TASK GOAL
Repeat every line of the material below exactly.
[[ PROVIDED DATA open ]]
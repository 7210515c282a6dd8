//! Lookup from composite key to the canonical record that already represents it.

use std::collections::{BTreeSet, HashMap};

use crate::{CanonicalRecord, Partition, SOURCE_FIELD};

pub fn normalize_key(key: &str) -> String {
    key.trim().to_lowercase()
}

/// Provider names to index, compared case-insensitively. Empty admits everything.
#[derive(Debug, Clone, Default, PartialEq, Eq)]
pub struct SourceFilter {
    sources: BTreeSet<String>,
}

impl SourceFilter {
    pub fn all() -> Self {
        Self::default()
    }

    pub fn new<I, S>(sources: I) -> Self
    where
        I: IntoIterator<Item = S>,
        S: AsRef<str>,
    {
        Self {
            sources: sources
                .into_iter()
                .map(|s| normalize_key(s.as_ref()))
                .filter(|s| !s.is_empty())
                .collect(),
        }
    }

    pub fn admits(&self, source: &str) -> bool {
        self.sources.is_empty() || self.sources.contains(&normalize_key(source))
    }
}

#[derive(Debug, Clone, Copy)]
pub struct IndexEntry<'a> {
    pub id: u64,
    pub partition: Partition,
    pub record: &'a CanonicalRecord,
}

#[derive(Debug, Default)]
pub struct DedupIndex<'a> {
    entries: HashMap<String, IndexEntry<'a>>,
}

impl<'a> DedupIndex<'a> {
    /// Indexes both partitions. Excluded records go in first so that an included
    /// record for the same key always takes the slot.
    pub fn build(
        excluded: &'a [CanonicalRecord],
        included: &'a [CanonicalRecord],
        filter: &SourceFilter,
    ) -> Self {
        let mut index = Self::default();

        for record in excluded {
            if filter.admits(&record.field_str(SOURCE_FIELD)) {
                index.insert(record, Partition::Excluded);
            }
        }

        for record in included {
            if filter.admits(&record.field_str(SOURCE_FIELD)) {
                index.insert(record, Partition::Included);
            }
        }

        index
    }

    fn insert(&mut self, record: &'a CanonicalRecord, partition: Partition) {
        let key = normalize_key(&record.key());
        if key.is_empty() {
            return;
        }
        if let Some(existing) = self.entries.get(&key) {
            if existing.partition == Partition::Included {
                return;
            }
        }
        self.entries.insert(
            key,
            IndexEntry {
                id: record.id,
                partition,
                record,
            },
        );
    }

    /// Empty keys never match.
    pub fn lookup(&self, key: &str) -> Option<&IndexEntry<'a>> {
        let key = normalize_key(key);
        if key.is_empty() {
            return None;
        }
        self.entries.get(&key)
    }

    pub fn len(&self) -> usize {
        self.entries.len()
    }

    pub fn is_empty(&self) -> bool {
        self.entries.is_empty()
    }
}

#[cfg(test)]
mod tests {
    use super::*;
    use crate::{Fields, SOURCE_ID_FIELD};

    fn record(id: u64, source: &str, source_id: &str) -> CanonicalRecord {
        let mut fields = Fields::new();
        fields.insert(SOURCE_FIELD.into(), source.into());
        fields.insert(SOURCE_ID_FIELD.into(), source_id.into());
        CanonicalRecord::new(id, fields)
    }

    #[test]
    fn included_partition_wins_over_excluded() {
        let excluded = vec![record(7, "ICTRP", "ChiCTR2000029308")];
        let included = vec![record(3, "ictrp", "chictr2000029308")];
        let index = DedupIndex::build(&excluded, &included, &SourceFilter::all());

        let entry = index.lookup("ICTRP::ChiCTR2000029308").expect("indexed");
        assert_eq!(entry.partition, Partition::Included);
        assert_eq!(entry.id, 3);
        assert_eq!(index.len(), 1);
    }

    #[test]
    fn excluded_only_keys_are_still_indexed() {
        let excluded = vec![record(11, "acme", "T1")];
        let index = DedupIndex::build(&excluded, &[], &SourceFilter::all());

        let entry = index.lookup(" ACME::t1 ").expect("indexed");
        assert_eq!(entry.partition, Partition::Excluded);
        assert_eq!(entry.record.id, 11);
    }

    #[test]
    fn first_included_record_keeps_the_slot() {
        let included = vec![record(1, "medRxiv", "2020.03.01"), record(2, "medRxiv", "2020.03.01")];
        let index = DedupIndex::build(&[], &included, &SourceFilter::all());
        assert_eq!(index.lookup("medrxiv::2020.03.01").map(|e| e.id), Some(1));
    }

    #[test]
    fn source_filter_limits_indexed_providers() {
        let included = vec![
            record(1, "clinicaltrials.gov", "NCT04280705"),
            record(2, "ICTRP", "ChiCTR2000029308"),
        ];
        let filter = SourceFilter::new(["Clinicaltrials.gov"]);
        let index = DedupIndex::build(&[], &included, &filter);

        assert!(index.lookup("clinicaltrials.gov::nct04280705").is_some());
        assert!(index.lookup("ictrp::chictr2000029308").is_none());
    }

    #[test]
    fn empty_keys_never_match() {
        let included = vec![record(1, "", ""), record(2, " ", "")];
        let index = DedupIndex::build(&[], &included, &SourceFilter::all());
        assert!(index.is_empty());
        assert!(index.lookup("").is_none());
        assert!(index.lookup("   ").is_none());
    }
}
[[ PROVIDED DATA closed ]]
TASK RESPONSE
repository 7210515c282a6dd8
//! Lookup from composite key to the canonical record that already represents it.

use std::collections::{BTreeSet, HashMap};

use crate::{CanonicalRecord, Partition, SOURCE_FIELD};

pub fn normalize_key(key: &str) -> String {
    key.trim().to_lowercase()
}

/// Provider names to index, compared case-insensitively. Empty admits everything.
#[derive(Debug, Clone, Default, PartialEq, Eq)]
pub struct SourceFilter {
    sources: BTreeSet<String>,
}

impl SourceFilter {
    pub fn all() -> Self {
        Self::default()
    }

    pub fn new<I, S>(sources: I) -> Self
    where
        I: IntoIterator<Item = S>,
        S: AsRef<str>,
    {
        Self {
            sources: sources
                .into_iter()
                .map(|s| normalize_key(s.as_ref()))
                .filter(|s| !s.is_empty())
                .collect(),
        }
    }

    pub fn admits(&self, source: &str) -> bool {
        self.sources.is_empty() || self.sources.contains(&normalize_key(source))
    }
}

#[derive(Debug, Clone, Copy)]
pub struct IndexEntry<'a> {
    pub id: u64,
    pub partition: Partition,
    pub record: &'a CanonicalRecord,
}

#[derive(Debug, Default)]
pub struct DedupIndex<'a> {
    entries: HashMap<String, IndexEntry<'a>>,
}

impl<'a> DedupIndex<'a> {
    /// Indexes both partitions. Excluded records go in first so that an included
    /// record for the same key always takes the slot.
    pub fn build(
        excluded: &'a [CanonicalRecord],
        included: &'a [CanonicalRecord],
        filter: &SourceFilter,
    ) -> Self {
        let mut index = Self::default();

        for record in excluded {
            if filter.admits(&record.field_str(SOURCE_FIELD)) {
                index.insert(record, Partition::Excluded);
            }
        }

        for record in included {
            if filter.admits(&record.field_str(SOURCE_FIELD)) {
                index.insert(record, Partition::Included);
            }
        }

        index
    }

    fn insert(&mut self, record: &'a CanonicalRecord, partition: Partition) {
        let key = normalize_key(&record.key());
        if key.is_empty() {
            return;
        }
        if let Some(existing) = self.entries.get(&key) {
            if existing.partition == Partition::Included {
                return;
            }
        }
        self.entries.insert(
            key,
            IndexEntry {
                id: record.id,
                partition,
                record,
            },
        );
    }

    /// Empty keys never match.
    pub fn lookup(&self, key: &str) -> Option<&IndexEntry<'a>> {
        let key = normalize_key(key);
        if key.is_empty() {
            return None;
        }
        self.entries.get(&key)
    }

    pub fn len(&self) -> usize {
        self.entries.len()
    }

    pub fn is_empty(&self) -> bool {
        self.entries.is_empty()
    }
}

#[cfg(test)]
mod tests {
    use super::*;
    use crate::{Fields, SOURCE_ID_FIELD};

    fn record(id: u64, source: &str, source_id: &str) -> CanonicalRecord {
        let mut fields = Fields::new();
        fields.insert(SOURCE_FIELD.into(), source.into());
        fields.insert(SOURCE_ID_FIELD.into(), source_id.into());
        CanonicalRecord::new(id, fields)
    }

    #[test]
    fn included_partition_wins_over_excluded() {
        let excluded = vec![record(7, "ICTRP", "ChiCTR2000029308")];
        let included = vec![record(3, "ictrp", "chictr2000029308")];
        let index = DedupIndex::build(&excluded, &included, &SourceFilter::all());

        let entry = index.lookup("ICTRP::ChiCTR2000029308").expect("indexed");
        assert_eq!(entry.partition, Partition::Included);
        assert_eq!(entry.id, 3);
        assert_eq!(index.len(), 1);
    }

    #[test]
    fn excluded_only_keys_are_still_indexed() {
        let excluded = vec![record(11, "acme", "T1")];
        let index = DedupIndex::build(&excluded, &[], &SourceFilter::all());

        let entry = index.lookup(" ACME::t1 ").expect("indexed");
        assert_eq!(entry.partition, Partition::Excluded);
        assert_eq!(entry.record.id, 11);
    }

    #[test]
    fn first_included_record_keeps_the_slot() {
        let included = vec![record(1, "medRxiv", "2020.03.01"), record(2, "medRxiv", "2020.03.01")];
        let index = DedupIndex::build(&[], &included, &SourceFilter::all());
        assert_eq!(index.lookup("medrxiv::2020.03.01").map(|e| e.id), Some(1));
    }

    #[test]
    fn source_filter_limits_indexed_providers() {
        let included = vec![
            record(1, "clinicaltrials.gov", "NCT04280705"),
            record(2, "ICTRP", "ChiCTR2000029308"),
        ];
        let filter = SourceFilter::new(["Clinicaltrials.gov"]);
        let index = DedupIndex::build(&[], &included, &filter);

        assert!(index.lookup("clinicaltrials.gov::nct04280705").is_some());
        assert!(index.lookup("ictrp::chictr2000029308").is_none());
    }

    #[test]
    fn empty_keys_never_match() {
        let included = vec![record(1, "", ""), record(2, " ", "")];
        let index = DedupIndex::build(&[], &included, &SourceFilter::all());
        assert!(index.is_empty());
        assert!(index.lookup("").is_none());
        assert!(index.lookup("   ").is_none());
    }
}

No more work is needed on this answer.